- **TASK OBJECTIVE**:
Your reply should hold the line containing "use nom::character::complete::digit0;" and every later line of the records, reproduced exactly, and no other lines.
═════ THE INPUT
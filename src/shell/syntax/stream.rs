use std::io::BufRead;

use super::lexer::Lexer;
use super::tokens::{Token, TokenKind};
use crate::shell::error::Result;

/// One token of lookahead and pushback over the lexer.
pub struct TokenStream<R> {
    lexer: Lexer<R>,
    lookahead: Option<Token>,
    exhausted: bool,
}

impl<R: BufRead> TokenStream<R> {
    pub fn new(lexer: Lexer<R>) -> Self {
        TokenStream {
            lexer,
            lookahead: None,
            exhausted: false,
        }
    }

    pub fn peek(&mut self) -> Result<&Token> {
        let token = match self.lookahead.take() {
            Some(token) => token,
            None => self.lexer.next()?,
        };
        Ok(self.lookahead.get_or_insert(token))
    }

    pub fn peek_kind(&mut self) -> Result<TokenKind> {
        self.peek().map(|token| token.kind)
    }

    pub fn next(&mut self) -> Result<Token> {
        let token = match self.lookahead.take() {
            Some(token) => token,
            None => self.lexer.next()?,
        };
        if token.kind == TokenKind::EndOfInput {
            self.exhausted = true;
        }
        Ok(token)
    }

    /// Puts `token` back so the next `peek`/`next` returns it.
    pub fn push_back(&mut self, token: Token) {
        if token.kind == TokenKind::EndOfInput {
            self.exhausted = false;
        }
        self.lookahead = Some(token);
    }

    /// True once the end-of-input token has been handed out.
    pub fn is_exhausted(&self) -> bool {
        self.exhausted
    }

    /// Forgets the lookahead and the rest of the current line.
    pub fn clear(&mut self) {
        if let Some(token) = self.lookahead.take() {
            if token.kind == TokenKind::EndOfInput {
                self.push_back(token);
                return;
            }
        }
        self.lexer.clear();
    }
}
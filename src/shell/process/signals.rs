use nix::sys::signal::{self, SaFlags, SigAction, SigHandler, SigSet, SigmaskHow, Signal};

use crate::shell::error::{Result, ShellError};

/// Signals an interactive shell must survive; its foreground children must not.
const INTERACTIVE: [Signal; 3] = [Signal::SIGINT, Signal::SIGTSTP, Signal::SIGQUIT];

/// Signals held back around every fork.
pub fn guarded() -> SigSet {
    let mut set = SigSet::empty();
    set.add(Signal::SIGINT);
    set.add(Signal::SIGTSTP);
    set
}

fn set_disposition(handler: SigHandler) -> Result<()> {
    let action = SigAction::new(handler, SaFlags::empty(), SigSet::empty());
    for &sig in INTERACTIVE.iter() {
        let previous = unsafe { signal::sigaction(sig, &action) };
        previous.map_err(ShellError::system("sigaction"))?;
    }
    Ok(())
}

/// Ignores interrupt, suspend and quit in the shell process.
pub fn ignore_interactive() -> Result<()> {
    set_disposition(SigHandler::SigIgn)
}

/// Restores default dispositions and unblocks the signals held back around
/// forks, so an exec'd program reacts to the terminal normally.
pub fn reset() -> Result<()> {
    set_disposition(SigHandler::SigDfl)?;
    signal::sigprocmask(SigmaskHow::SIG_UNBLOCK, Some(&guarded()), None)
        .map_err(ShellError::system("sigprocmask"))
}

/// Puts back the shell's own dispositions after a `reset` that was not
/// followed by a successful exec.
pub fn restore(interactive: bool) -> Result<()> {
    if interactive {
        ignore_interactive()
    } else {
        set_disposition(SigHandler::SigDfl)
    }
}
pub mod ast;
pub mod lexer;
pub mod parser;
pub mod redirect;
pub mod source;
pub mod stream;
pub mod tokens;

pub use self::ast::{Expression, Invocation, Redirection, Statement, StatementKind};
pub use self::parser::Parser;
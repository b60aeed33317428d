//! Text grammar of redirection operators.
//!
//! `\d*>{1,2}` for plain output redirection and `\d*>&\d*` for merging one
//! descriptor into another. A missing digit group is reported as `None`.

use nom::branch::alt;
use nom::bytes::complete::tag;
use nom::character::complete::digit0;
use nom::combinator::{all_consuming, map_res};
use nom::sequence::{pair, separated_pair};
use nom::IResult;
use std::num::ParseIntError;

fn descriptor(input: &str) -> IResult<&str, Option<i64>> {
    map_res(digit0, |digits: &str| -> Result<Option<i64>, ParseIntError> {
        if digits.is_empty() {
            Ok(None)
        } else {
            digits.parse().map(Some)
        }
    })(input)
}

fn arrows(input: &str) -> IResult<&str, &str> {
    alt((tag(">>"), tag(">")))(input)
}

/// Parses `2>` or `>>`; returns the descriptor and whether it appends.
pub fn output_operator(text: &str) -> Option<(Option<i64>, bool)> {
    all_consuming(pair(descriptor, arrows))(text)
        .ok()
        .map(|(_, (fd, arrows))| (fd, arrows.len() == 2))
}

/// Parses `2>&1`; returns the source and destination descriptors.
pub fn stream_operator(text: &str) -> Option<(Option<i64>, Option<i64>)> {
    all_consuming(separated_pair(descriptor, tag(">&"), descriptor))(text)
        .ok()
        .map(|(_, descriptors)| descriptors)
}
══════════
- **ANSWER TO THIS PROBLEM**:
use nom::character::complete::digit0;
use nom::combinator::{all_consuming, map_res};
use nom::sequence::{pair, separated_pair};
use nom::IResult;
use std::num::ParseIntError;

fn descriptor(input: &str) -> IResult<&str, Option<i64>> {
    map_res(digit0, |digits: &str| -> Result<Option<i64>, ParseIntError> {
        if digits.is_empty() {
            Ok(None)
        } else {
            digits.parse().map(Some)
        }
    })(input)
}

fn arrows(input: &str) -> IResult<&str, &str> {
    alt((tag(">>"), tag(">")))(input)
}

/// Parses `2>` or `>>`; returns the descriptor and whether it appends.
pub fn output_operator(text: &str) -> Option<(Option<i64>, bool)> {
    all_consuming(pair(descriptor, arrows))(text)
        .ok()
        .map(|(_, (fd, arrows))| (fd, arrows.len() == 2))
}

/// Parses `2>&1`; returns the source and destination descriptors.
pub fn stream_operator(text: &str) -> Option<(Option<i64>, Option<i64>)> {
    all_consuming(separated_pair(descriptor, tag(">&"), descriptor))(text)
        .ok()
        .map(|(_, descriptors)| descriptors)
}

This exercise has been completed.